Submitted to: Journal of Federation of American Societies for Experimental Biology
Publication Type: Abstract Only
Publication Acceptance Date: December 10, 1999
Publication Date: March 15, 2000
Citation: Reeves, P.G., DeMars, L.C., Briske-Anderson, M.J. 2000. Physiologic concentrations of media zinc alter the relative abundance of ATP7A MRNA and protein in caco-2 cells [abstract]. The Federation of American Societies for Experimental Biology Journal. 14:A228. Technical Abstract: Previous studies have shown that modest elevations of zinc (Zn) in the growth media of Caco-2 cells depressed the rate of copper (Cu) efflux to the basolateral side of the cells. The present study determined if this effect is related to a down-regulation of the copper transporter ATP7A. Cells were seeded onto Falcon membranes with high pore density and maintained in DME medium supplemented with 10% FBS, nonessential amino acids, glucose, and glutamine.

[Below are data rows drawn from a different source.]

//! Mastership change absorber.
//!
//! A mastership change may be the visible part of a controller node
//! joining or leaving the cluster, in which case the whole fabric is
//! rerouted once the dust settles. Plain switch reconnects are ignored.

use sonic_sr_types::DeviceId;
use std::sync::Arc;
use std::time::Duration;
use tokio::time::Instant;
use tracing::{debug, info, warn};

use super::handler::RoutingHandler;

/// What the delayed mastership check decided to do.
#[derive(Debug, Clone, Copy, PartialEq, Eq)]
pub enum MasterChangeAction {
    /// The switch went away and no cluster event explains it.
    IgnoredDeviceLost,
    /// The switch just came back; its own events handle it.
    IgnoredDeviceReturned,
    /// Hashed groups purged and a full reroute scheduled.
    FullReroute,
    /// A full reroute ran too recently.
    FullRerouteSkipped,
    /// Port filters reinstalled after an edge port update.
    EdgePortsReprogrammed,
    /// Routing is stable; nothing to do.
    None,
}

fn within(last: Option<Instant>, window: Duration) -> bool {
    last.is_some_and(|t| t.elapsed() < window)
}

impl RoutingHandler {
    /// Evaluates a mastership change of `device` after the configured delay.
    pub fn check_full_reroute_for_master_change(self: &Arc<Self>, device: DeviceId) {
        let handler = Arc::clone(self);
        let cancel = self.cancel.clone();
        let delay = self.config.master_change.delay();
        self.tracker.spawn(async move {
            tokio::select! {
                _ = cancel.cancelled() => {}
                _ = tokio::time::sleep(delay) => {
                    handler.evaluate_master_change(&device).await;
                }
            }
        });
    }

    pub async fn evaluate_master_change(self: &Arc<Self>, device: &DeviceId) -> MasterChangeAction {
        let thresholds = &self.config.master_change;
        let topology = &self.services.topology;

        let cluster_event = within(
            self.services.cluster.last_cluster_event(),
            thresholds.cluster_event_threshold(),
        );
        let available = topology.is_available(device);
        let has_master = self.services.mastership.master_of(device).is_some();
        if (!has_master || !available) && !cluster_event {
            debug!(device = %device, "Device lost and no cluster event, ignoring mastership change");
            return MasterChangeAction::IgnoredDeviceLost;
        }

        let device_event = within(
            topology.last_availability_change(device),
            thresholds.device_event_threshold(),
        );
        if available && device_event && !cluster_event {
            debug!(device = %device, "Device recently came back, ignoring mastership change");
            return MasterChangeAction::IgnoredDeviceReturned;
        }

        let edge_port_event = within(
            *self.last_edge_port_event.lock(),
            thresholds.edge_port_event_threshold(),
        );

        if !self.is_routing_stable() && cluster_event {
            warn!(device = %device, "Mastership changed after a cluster event, routing not stable");
            if self.services.mastership.is_local_master(device) {
                self.populate_port_addressing_rules(device).await;
            }

            let due = {
                let mut last = self.last_full_reroute.lock();
                let due = last.map_or(true, |t| t.elapsed() > thresholds.full_reroute_threshold());
                if due {
                    *last = Some(Instant::now());
                }
                due
            };
            if !due {
                warn!(device = %device, "Full reroute attempted too recently, skipping");
                return MasterChangeAction::FullRerouteSkipped;
            }

            info!("Purging hashed groups and scheduling a full reroute");
            for sw in topology.devices() {
                if self.elector.should_program(&sw).await {
                    self.services.groups.purge_hashed_groups(&sw).await;
                }
            }
            self.schedule_full_reroute();
            return MasterChangeAction::FullReroute;
        }

        if edge_port_event && cluster_event {
            warn!(device = %device, "Mastership changed after an edge port update, reprogramming filters");
            if self.elector.should_program(device).await {
                self.populate_port_addressing_rules(device).await;
            }
            return MasterChangeAction::EdgePortsReprogrammed;
        }

        debug!(device = %device, "Stable route after mastership change, nothing to do");
        MasterChangeAction::None
    }

    fn schedule_full_reroute(self: &Arc<Self>) {
        let handler = Arc::clone(self);
        let cancel = self.cancel.clone();
        let delay = self.config.master_change.purge_delay();
        self.tracker.spawn(async move {
            tokio::select! {
                _ = cancel.cancelled() => {}
                _ = tokio::time::sleep(delay) => {
                    handler.populate_all_routing_rules().await;
                }
            }
        });
    }
}

#[cfg(test)]
mod tests {
    use super::*;
    use crate::testing::{dev, FabricBuilder, Harness};
    use crate::types::PopulationStatus;
    use pretty_assertions::assert_eq;

    fn harness() -> Harness {
        Harness::new(
            FabricBuilder::new()
                .spine("S1")
                .edge("L1")
                .cable("L1", 1, "S1", 1)
                .build(),
        )
    }

    #[tokio::test(start_paused = true)]
    async fn test_lost_device_without_cluster_event_is_ignored() {
        let h = harness();
        let handler = h.handler();
        h.fabric.set_available(&dev("L1"), false);
        assert_eq!(
            handler.evaluate_master_change(&dev("L1")).await,
            MasterChangeAction::IgnoredDeviceLost
        );
    }

    #[tokio::test(start_paused = true)]
    async fn test_reconnect_is_ignored() {
        let h = harness();
        let handler = h.handler();
        h.fabric.set_available(&dev("L1"), false);
        h.fabric.set_available(&dev("L1"), true);
        assert_eq!(
            handler.evaluate_master_change(&dev("L1")).await,
            MasterChangeAction::IgnoredDeviceReturned
        );
    }

    #[tokio::test(start_paused = true)]
    async fn test_cluster_event_during_instability_triggers_full_reroute() {
        let h = harness();
        let handler = h.handler();
        handler.populate_all_routing_rules().await;
        h.rules.clear();
        h.fabric.record_cluster_event();

        assert_eq!(
            handler.evaluate_master_change(&dev("L1")).await,
            MasterChangeAction::FullReroute
        );
        assert_eq!(h.groups.purged().len(), 2);
        assert_eq!(h.rules.port_filter_calls(&dev("L1")), 1);
        // A second change right after is absorbed.
        assert_eq!(
            handler.evaluate_master_change(&dev("S1")).await,
            MasterChangeAction::FullRerouteSkipped
        );

        tokio::time::sleep(Duration::from_millis(1100)).await;
        assert_eq!(handler.status().await, PopulationStatus::Succeeded);
        assert!(!h.rules.mpls_rules().is_empty());
        handler.shutdown().await;
    }

    #[tokio::test(start_paused = true)]
    async fn test_edge_port_event_reprograms_filters() {
        let h = harness();
        let handler = h.handler();
        h.fabric.record_cluster_event();
        handler.record_edge_port_event();

        assert_eq!(
            handler.evaluate_master_change(&dev("L1")).await,
            MasterChangeAction::EdgePortsReprogrammed
        );
        assert_eq!(h.rules.port_filter_calls(&dev("L1")), 1);
        handler.shutdown().await;
    }

    #[tokio::test(start_paused = true)]
    async fn test_stable_routing_needs_nothing() {
        let h = harness();
        let handler = h.handler();
        assert_eq!(
            handler.evaluate_master_change(&dev("S1")).await,
            MasterChangeAction::None
        );
    }

    #[tokio::test(start_paused = true)]
    async fn test_delayed_check_stops_on_shutdown() {
        let h = harness();
        let handler = h.handler();
        handler.populate_all_routing_rules().await;
        h.fabric.record_cluster_event();

        handler.check_full_reroute_for_master_change(dev("L1"));
        handler.shutdown().await;
        assert!(h.groups.purged().is_empty());
    }
}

This medium normally contains 5 uM Zn and 0.5 uM Cu. From d 15 to 21 after seeding, cells were exposed to 5, 25 or 50 uM Zn. At d 21, some of the cells were harvested and mRNA was isolated with oligo (dT)-cellulose. ATP7A mRNA was detected by Northern blotting by using a 1876 bp cDNA probe containing 3 of the metal binding domains and 4 transmembrane regions. Other cells were prepared for the determination of ATP7A protein by Western blotting using an antibody prepared with the peptide, ydpklqtpktlqeaiddm, relatively specific for ATP7A. The results showed that ATP7A mRNA was reduced in cells treated for 7 d with 50 uM but not 25 uM media Zn when compared to cells treated with 5 uM Zn. Further, Western blotting showed that three major proteins cross reacted with the antibody, with molecular masses of approximately 55, 100, and 130 kDa. The intensities of the heavier bands were visibly reduced as the media zinc concentration increased in excess of 5 uM, but the intensity of band 55 was not changed. Although other laboratories have shown that short- term treatment of certain cell types does not affect ATP7A, this study shows that treatment of up to 7 d with 50 uM Zn affects both ATP7A mRNA and protein in Caco-2 cells. (cDNA probe and antibody were supplied by the Laboratory of Dr. J. Gitschier, UCSF).